Sink or Swim: Avoiding an Autism-Related Drowning

autism swimming

The number one cause of death of individuals with autism involve incidents associated with wandering, which include exposure to the elements and drowning. Both occur frequently and a quick glance at the latest autism news headlines will reinforce these unfortunate statistics.

Children with autism are typically drawn to water. Regardless of the tactile stage of recovery, we came from a safe, liquid-filled womb that the subconscious still remembers well. Furthermore, water is soft and exerts equal, unchanging pressure evenly across the body, thereby preventing the trigger of painful touch issues often found with tactile and sensory dysfunction.

Then there is the problem of not always having gag or panic reflexes.

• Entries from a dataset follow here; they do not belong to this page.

//! Field projection between calendar events and schedule records.

use crate::config::ScheduleFields;
use crate::error::IncompleteRecordError;
use crate::integrations::{EventTime, PropertySet, PropertyValue, StoredRecord};
use crate::sync::types::{Event, ProjectedEvent, ScheduleRecord};

/// Maps events onto schedule-database properties and back, using the
/// configured property names.
#[derive(Debug, Clone)]
pub struct FieldProjector {
    fields: ScheduleFields,
}

impl FieldProjector {
    pub fn new(fields: ScheduleFields) -> Self {
        Self { fields }
    }

    pub fn fields(&self) -> &ScheduleFields {
        &self.fields
    }

    /// Full property set for a pulled event.
    ///
    /// Duration is omitted when unknown so a previously computed value is
    /// never overwritten with a sentinel.
    pub fn to_properties(&self, event: &Event) -> PropertySet {
        let f = &self.fields;
        let mut props = PropertySet::new();
        props.insert(f.title.clone(), PropertyValue::Title(event.title.clone()));
        props.insert(
            f.start.clone(),
            PropertyValue::Date(Some(event.start.as_str().to_string())),
        );
        props.insert(
            f.end.clone(),
            PropertyValue::Date(event.end.as_ref().map(|e| e.as_str().to_string())),
        );
        props.insert(
            f.foreign_id.clone(),
            PropertyValue::RichText(event.foreign_id.clone()),
        );
        props.insert(
            f.context.clone(),
            PropertyValue::Select(Some(event.context.clone())),
        );
        props.insert(f.kind.clone(), PropertyValue::Select(Some(event.kind.clone())));
        if let Some(minutes) = event.duration_minutes() {
            props.insert(f.duration.clone(), PropertyValue::Number(Some(minutes as f64)));
        }
        if let Some(source) = &f.source {
            props.insert(
                source.clone(),
                PropertyValue::RichText(event.source_label.clone()),
            );
        }
        props
    }

    /// Single-field update writing the foreign id back onto a record.
    pub fn foreign_id_update(&self, foreign_id: &str) -> PropertySet {
        let mut props = PropertySet::new();
        props.insert(
            self.fields.foreign_id.clone(),
            PropertyValue::RichText(foreign_id.to_string()),
        );
        props
    }

    /// Read a stored row through the configured property names.
    pub fn record_from_stored(&self, stored: &StoredRecord) -> ScheduleRecord {
        let f = &self.fields;
        let text = |name: &str| stored.text(name).map(str::to_string);
        ScheduleRecord {
            record_id: stored.id.clone(),
            title: text(&f.title),
            start: stored.text(&f.start).map(EventTime::new),
            end: stored.text(&f.end).map(EventTime::new),
            foreign_id: text(&f.foreign_id),
            context: text(&f.context),
            kind: text(&f.kind),
            duration_minutes: stored.number(&f.duration).map(|n| n.round() as i64),
            archived: stored.archived,
        }
    }

    /// Inverse projection for the push pass. Fails naming the first missing
    /// field among title, start, context and type; a missing end defaults to
    /// the start (zero-length event).
    pub fn to_event(&self, record: &ScheduleRecord) -> Result<ProjectedEvent, IncompleteRecordError> {
        let missing = |field: &'static str| IncompleteRecordError {
            record_id: record.record_id.clone(),
            field,
        };
        let title = record.title.clone().ok_or_else(|| missing("title"))?;
        let start = record.start.clone().ok_or_else(|| missing("start"))?;
        let context = record.context.clone().ok_or_else(|| missing("context"))?;
        let kind = record.kind.clone().ok_or_else(|| missing("type"))?;
        let end = record.end.clone().unwrap_or_else(|| start.clone());
        Ok(ProjectedEvent {
            title,
            start,
            end,
            context,
            kind,
        })
    }
}

#[cfg(test)]
mod tests {
    use super::*;

    fn projector() -> FieldProjector {
        FieldProjector::new(ScheduleFields::default())
    }

    fn event(end: Option<&str>) -> Event {
        Event {
            foreign_id: "g1".into(),
            title: "Focus".into(),
            start: EventTime::new("2024-01-01T09:00:00Z"),
            end: end.map(EventTime::new),
            source_label: "deep@group".into(),
            context: "Work".into(),
            kind: "Deep Work".into(),
        }
    }

    fn record() -> ScheduleRecord {
        ScheduleRecord {
            record_id: "r1".into(),
            title: Some("Dentist".into()),
            start: Some(EventTime::new("2024-02-01T10:00:00Z")),
            end: None,
            foreign_id: None,
            context: Some("Personal".into()),
            kind: Some("Events".into()),
            duration_minutes: None,
            archived: false,
        }
    }

    #[test]
    fn test_to_properties_writes_duration() {
        let props = projector().to_properties(&event(Some("2024-01-01T09:45:00Z")));
        assert_eq!(props.get("Duration"), Some(&PropertyValue::Number(Some(45.0))));
        assert_eq!(props.get("GCal ID"), Some(&PropertyValue::RichText("g1".into())));
        assert_eq!(
            props.get("Type"),
            Some(&PropertyValue::Select(Some("Deep Work".into())))
        );
    }

    #[test]
    fn test_to_properties_omits_unknown_duration() {
        let props = projector().to_properties(&event(Some("not a time")));
        assert!(!props.contains_key("Duration"));
        assert_eq!(
            props.get("End Time"),
            Some(&PropertyValue::Date(Some("not a time".into())))
        );
    }

    #[test]
    fn test_source_label_written_when_configured() {
        let fields = ScheduleFields {
            source: Some("Calendar Source".into()),
            ..ScheduleFields::default()
        };
        let props = FieldProjector::new(fields).to_properties(&event(None));
        assert_eq!(
            props.get("Calendar Source"),
            Some(&PropertyValue::RichText("deep@group".into()))
        );
        assert_eq!(props.get("End Time"), Some(&PropertyValue::Date(None)));
    }

    #[test]
    fn test_to_event_defaults_end_to_start() {
        let projected = projector().to_event(&record()).unwrap();
        assert_eq!(projected.end, projected.start);
        assert_eq!(projected.kind, "Events");
    }

    #[test]
    fn test_to_event_names_first_missing_field() {
        let mut r = record();
        r.start = None;
        r.context = None;
        let err = projector().to_event(&r).unwrap_err();
        assert_eq!(err.field, "start");
        assert_eq!(err.record_id, "r1");

        let mut r = record();
        r.kind = None;
        assert_eq!(projector().to_event(&r).unwrap_err().field, "type");
    }

    #[test]
    fn test_record_from_stored_reads_configured_names() {
        let stored = StoredRecord::new("r9", projector().to_properties(&event(Some("2024-01-01T10:00:00Z"))));
        let record = projector().record_from_stored(&stored);
        assert_eq!(record.title.as_deref(), Some("Focus"));
        assert_eq!(record.foreign_id.as_deref(), Some("g1"));
        assert_eq!(record.duration_minutes, Some(60));
        assert!(!record.archived);
    }

    #[test]
    fn test_foreign_id_update_is_single_field() {
        let props = projector().foreign_id_update("evt1");
        assert_eq!(props.len(), 1);
        assert_eq!(props.get("GCal ID"), Some(&PropertyValue::RichText("evt1".into())));
    }
}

Autopsies of autistic persons involved in accidents typically show no signs of struggle. Most incidents involving a drowning happen within seconds, even to those with autism who have been in the water numerous times. When submerged, water is inhaled into the lungs as if there were no built-in receptors to stop this from happening. From bathtubs, to lakes and even public fountains, individuals with autism will be drawn to water and need to be protected.

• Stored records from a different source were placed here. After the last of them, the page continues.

use chrono::{DateTime, Utc};
use serde::{Deserialize, Serialize};

use super::types::{DatabaseInfo, NewEvent, PropertyKind, PropertySet, PropertyValue, RemoteEvent, StoredRecord};
use crate::error::Result;

/// Structured database holding schedule records, work items and time blocks.
///
/// Implementations are blocking from the caller's point of view.
pub trait RecordStore {
    /// Run a filtered, optionally sorted query. Archived rows are returned
    /// with their `archived` flag set; callers decide what to do with them.
    fn query(&self, database_id: &str, query: &Query) -> Result<Vec<StoredRecord>>;

    /// Create a row under `database_id`, returning the new record id.
    fn create(&self, database_id: &str, properties: &PropertySet) -> Result<String>;

    /// Partial update: properties absent from `properties` are left untouched.
    fn update(&self, record_id: &str, properties: &PropertySet) -> Result<()>;

    /// Fetch database metadata; fails when the database is unreachable.
    fn retrieve_database(&self, database_id: &str) -> Result<DatabaseInfo>;
}

/// Calendar provider.
pub trait EventSource {
    fn list_events(&self, query: &EventQuery) -> Result<Vec<RemoteEvent>>;

    /// Insert an event, returning the provider-assigned identifier.
    fn insert_event(&self, calendar_id: &str, event: &NewEvent) -> Result<String>;
}

/// Record store filter condition.
#[derive(Debug, Clone, PartialEq, Serialize, Deserialize)]
#[serde(rename_all = "snake_case")]
pub enum Filter {
    Equals { property: String, value: PropertyValue },
    IsEmpty { property: String, kind: PropertyKind },
    OnOrAfter { property: String, date: String },
    And(Vec<Filter>),
}

impl Filter {
    pub fn equals(property: &str, value: PropertyValue) -> Self {
        Filter::Equals {
            property: property.to_string(),
            value,
        }
    }

    pub fn is_empty(property: &str, kind: PropertyKind) -> Self {
        Filter::IsEmpty {
            property: property.to_string(),
            kind,
        }
    }

    pub fn on_or_after(property: &str, at: DateTime<Utc>) -> Self {
        Filter::OnOrAfter {
            property: property.to_string(),
            date: at.to_rfc3339(),
        }
    }
}

/// A record store query.
#[derive(Debug, Clone, Default, PartialEq, Serialize, Deserialize)]
pub struct Query {
    pub filter: Option<Filter>,
    /// Property to sort ascending by.
    pub sort_ascending: Option<String>,
}

impl Query {
    pub fn new() -> Self {
        Self::default()
    }

    pub fn filter(mut self, filter: Filter) -> Self {
        self.filter = Some(filter);
        self
    }

    pub fn sort_ascending(mut self, property: &str) -> Self {
        self.sort_ascending = Some(property.to_string());
        self
    }
}

/// Event listing window on one calendar.
#[derive(Debug, Clone, PartialEq, Eq)]
pub struct EventQuery {
    pub calendar_id: String,
    pub time_min: DateTime<Utc>,
    pub max_results: usize,
    /// Ask the provider to expand recurring events into single occurrences.
    pub single_events: bool,
}

impl EventQuery {
    /// Upcoming single occurrences, ordered by start time.
    pub fn upcoming(calendar_id: &str, time_min: DateTime<Utc>, max_results: usize) -> Self {
        Self {
            calendar_id: calendar_id.to_string(),
            time_min,
            max_results,
            single_events: true,
        }
    }
}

Since we can’t enclose our neighbor’s pools or the water fountains in community parks, what shall we do?

The answer is quite simple: we must enroll our children in swimming lessons. The YMCA is not just a great song from the 1970’s, but a great and often forgotten resource that is very helpful for many activities. Membership at your local "Y" will be very beneficial to both you and your child. Upon joining, tell everyone that your child has autism. They may already have some good awareness or they might need some time to do research.

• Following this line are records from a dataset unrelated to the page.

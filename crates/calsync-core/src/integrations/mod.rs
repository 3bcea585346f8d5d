pub mod google;
pub mod memory;
pub mod notion;
pub mod oauth;
pub mod traits;
pub mod transport;
pub mod types;

pub use google::{GoogleAuth, GoogleCalendarClient};
pub use memory::{MemoryEventSource, MemoryRecordStore, StoreOp};
pub use notion::NotionClient;
pub use traits::{EventQuery, EventSource, Filter, Query, RecordStore};
pub use transport::Transport;
pub use types::{
    DatabaseInfo, EventTime, NewEvent, PropertyKind, PropertySet, PropertyValue, RemoteEvent, StoredRecord,
};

Drownings are happening at an alarming rate to those with autism. Protecting your child can start by notifying your neighbors with pools and spas that your child is autistic and is drawn to water. Public awareness is your responsibility and swimming lessons are a must. They are also fun.

Get started immediately and don’t allow your child to become another tragic statistic. You will find that the time spent together in and around the pool area will be rewarding and a tremendous bonding experience as well.

Click here to locate a YMCA in your area

6 Responses to Sink or Swim: Avoiding an Autism-Related Drowning

  1. kerin morgan says:

    I have worked with students withint he Autism Spectrum for 20 years now. I must tell yoiu that the average YMCA does not have instructors aware of how to teach children with Autism. Please look for a good swim school that has instructors that have some traiing and have studies way sot approach autsim and aquatics. These will usually be your independent swim schools.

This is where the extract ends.